In Darrington, Washington, a shambling lumber town north-east of Seattle on the edge of the Mount Baker-Snoqualmie National Forest, it was a bear. Bill’s house that year was right on the Sauk River, and every day, the bear would amble through the yard to the river, catch a salmon, sit down near the bank, and eat it. And every day, Spooky would sneak through the bear’s legs, snatch a piece of salmon, and keep running. The bear would take a lazy swipe with his paw but with little conviction. Spooky was always long gone. Then one day, as Bill watched out the kitchen window, the bear caught the fish. Spooky slipped between his legs to steal a bite. The bear took a lazy swing with his paw. But this time the piece of salmon Spooky grabbed was still stuck to the bone. It jerked him to a stop and spun him around. The bear’s paw caught him flush in the side and flung him thirty feet through the air, over some bushes and into the neighbor’s yard.

Bill was crushed. He thought, That’s it. Spooky’s done. Once that bear leaves, I’m gonna have to go over there and find his body.

Two minutes later, Spooky came trotting in through the hole in the screen door. He had three broken ribs and a big gash on his side, but he still had that piece of salmon hanging out of the side of his mouth.

That was Spooky. He was a fiercely loyal friend. But he was also the kind of cat that would stalk a squirrel down the branch of a forty-foot tree and risk his life again and again to steal fish from a bear. And he was tough. There seemed to be no wound—self-inflicted or otherwise—that could keep him down. Spooky might try anything—ride a goose, put a snake in the bed, taunt a bear—but Bill could rest assured about one thing: He would always come back.

Until one day, he didn’t.

It was the 1990s. The economy was in a funk. After eight years, Bill had given up his job caring for the terminally ill. The emotional toll of saying good-bye to so many people had worn him down. So he went back to his old work as a mechanic, first in the airline industry and then, after another round of layoffs, for a boat hull manufacturer. One Friday, the owner came into the factory and said, “Business is bad. Really bad. As of Monday, everyone with a beard is fired.” Absurd. But also serious. The owner hated beards, and in Washington, you apparently can get fired if the boss doesn’t like the way you part your hair.

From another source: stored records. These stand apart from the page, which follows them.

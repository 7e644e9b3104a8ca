//! Comms configuration
//!
//! Tunables for the resend engine, the MQTT codec and the persisted stream
//! layout, grouped the way hosts usually override them.

use core::time::Duration;

use serde::{Deserialize, Serialize};

use crate::errors::{CommsError, Result};
use crate::mqtt;
use crate::stream::version;

// ----------------------------------------------------------------------------
// Resend Configuration
// ----------------------------------------------------------------------------

#[derive(Debug, Clone, PartialEq, Eq, Serialize, Deserialize)]
#[serde(default)]
pub struct ResendConfig {
    /// Ceiling for the doubling backoff between unforced resends
    pub max_backoff_secs: u64,
    /// A transport with no inbound traffic for this long is considered stale
    pub stale_after_secs: u64,
}

impl Default for ResendConfig {
    fn default() -> Self {
        Self {
            max_backoff_secs: 60 * 60,
            stale_after_secs: 5 * 60,
        }
    }
}

impl ResendConfig {
    pub fn max_backoff(&self) -> Duration {
        Duration::from_secs(self.max_backoff_secs)
    }

    pub fn stale_after(&self) -> Duration {
        Duration::from_secs(self.stale_after_secs)
    }
}

// ----------------------------------------------------------------------------
// MQTT Configuration
// ----------------------------------------------------------------------------

#[derive(Debug, Clone, PartialEq, Eq, Serialize, Deserialize)]
#[serde(default)]
pub struct MqttConfig {
    /// Delivery guarantee requested from the broker
    pub qos: u8,
    /// Packet layout for outbound traffic
    pub proto: u8,
}

impl Default for MqttConfig {
    fn default() -> Self {
        Self {
            qos: mqtt::QOS,
            proto: mqtt::PROTO_3,
        }
    }
}

// ----------------------------------------------------------------------------
// Comms Configuration
// ----------------------------------------------------------------------------

#[derive(Debug, Clone, PartialEq, Eq, Serialize, Deserialize)]
#[serde(default)]
pub struct CommsConfig {
    pub resend: ResendConfig,
    pub mqtt: MqttConfig,
    /// Layout version written into saved games and envelopes
    pub stream_version: u8,
    /// Largest payload accepted by `Comms::send`
    pub max_payload_len: usize,
}

impl Default for CommsConfig {
    fn default() -> Self {
        Self {
            resend: ResendConfig::default(),
            mqtt: MqttConfig::default(),
            stream_version: version::CURRENT,
            max_payload_len: 16 * 1024,
        }
    }
}

impl CommsConfig {
    /// Short timers so tests don't wait on backoff
    pub fn testing() -> Self {
        Self {
            resend: ResendConfig {
                max_backoff_secs: 8,
                stale_after_secs: 30,
            },
            ..Self::default()
        }
    }

    pub fn validate(&self) -> Result<()> {
        if self.mqtt.qos != mqtt::QOS {
            return Err(CommsError::config_error(format!(
                "MQTT requires QoS {}, got {}",
                mqtt::QOS,
                self.mqtt.qos
            )));
        }
        if self.mqtt.proto != mqtt::PROTO_1 && self.mqtt.proto != mqtt::PROTO_3 {
            return Err(CommsError::config_error(format!(
                "Unknown MQTT proto {}",
                self.mqtt.proto
            )));
        }
        if self.stream_version < version::SINGLE_ADDR_TYPE || self.stream_version > version::CURRENT
        {
            return Err(CommsError::config_error(format!(
                "Unsupported stream version {}",
                self.stream_version
            )));
        }
        if self.resend.max_backoff_secs == 0 {
            return Err(CommsError::config_error("Resend backoff ceiling cannot be zero"));
        }
        if self.max_payload_len == 0 {
            return Err(CommsError::config_error("Max payload length cannot be zero"));
        }
        Ok(())
    }
}

#[cfg(test)]
mod tests {
    use super::*;

    #[test]
    fn presets_validate() {
        assert!(CommsConfig::default().validate().is_ok());
        assert!(CommsConfig::testing().validate().is_ok());
    }

    #[test]
    fn qos_below_exactly_once_is_rejected() {
        let mut config = CommsConfig::default();
        config.mqtt.qos = 1;
        assert!(config.validate().is_err());
    }

    #[test]
    fn round_trips_through_json() {
        let config = CommsConfig::testing();
        let json = serde_json::to_string(&config).unwrap();
        assert_eq!(serde_json::from_str::<CommsConfig>(&json).unwrap(), config);
    }
}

Bill went home and struggled all weekend with his decision. He had been badly wounded in Vietnam. He spent three months in the hospital with an injury he still won’t talk about. When the bandages finally came off, he looked in the mirror and saw a full beard. He didn’t want anything more to do with the army, and the army didn’t want anything more to do with him, but Bill Bezanson loved that beard. For more than twenty years, he had never shaved it off. Not once. And, he decided, he wouldn’t start now. Not for a boat braising job. On Monday morning, he was fired. Over his beard! Everyone who had shaved was laid off within the month anyway.

A few nights later, Bill started talking with the bartender at the local Elks club, explaining his situation, and she offered him her house for a few months. She was leaving for the summer and needed someone to feed her goats. Two days later, Bill, Spooky, and Zippo moved into a nice new home in northwestern Washington. Two days after that, the woman was back. She’d gotten into a fight with the man she was going to visit; she wasn’t going away for the summer after all; Bill and his cats had to scram.

That wasn’t easy, unfortunately, for an unemployed metal fabricator in the middle of a recession. Bill couldn’t rent an apartment without a steady paycheck or money in the bank, and his personal housing crisis dragged on and on. For two weeks, Bill hunted for a job while the woman got madder and madder. Finally, he found work as a caretaker for the very ill. It was a good job in a bad economy, and quite a relief. The first thing Bill did when he arrived home from his first day on the job was to call out, “Spooky! Spooky!” He wanted to celebrate.

No Spooky.

No Spooky for dinner.

And no Spooky at bedtime, either.

Bill knew something was wrong. He searched the neighborhood. No sign of Spooky. The woman said the coyotes must have gotten him. Bill didn’t think so. He knew what death felt like, and he didn’t have the feeling. He just didn’t believe Spooky was gone. He figured Spooky must have been accidently locked in a garage or a work shed, and that when he broke free, he’d come home. At dusk, Bill would stand on the porch and listen for Spooky. Every night, he thought he heard Spooky’s distant meow. Zippo was out all the time looking for Spooky in his own way, so it could have been Zippo’s meow being carried on the wind. But Bill didn’t think so. He’d wake up in the middle of the night and swear he heard Spooky. He became convinced Spooky had fallen in an old well or been trapped in a hole, and he searched through the backyards and the forest looking for him. Bill had walked out on so much else in his life. He would never walk out on Spooky.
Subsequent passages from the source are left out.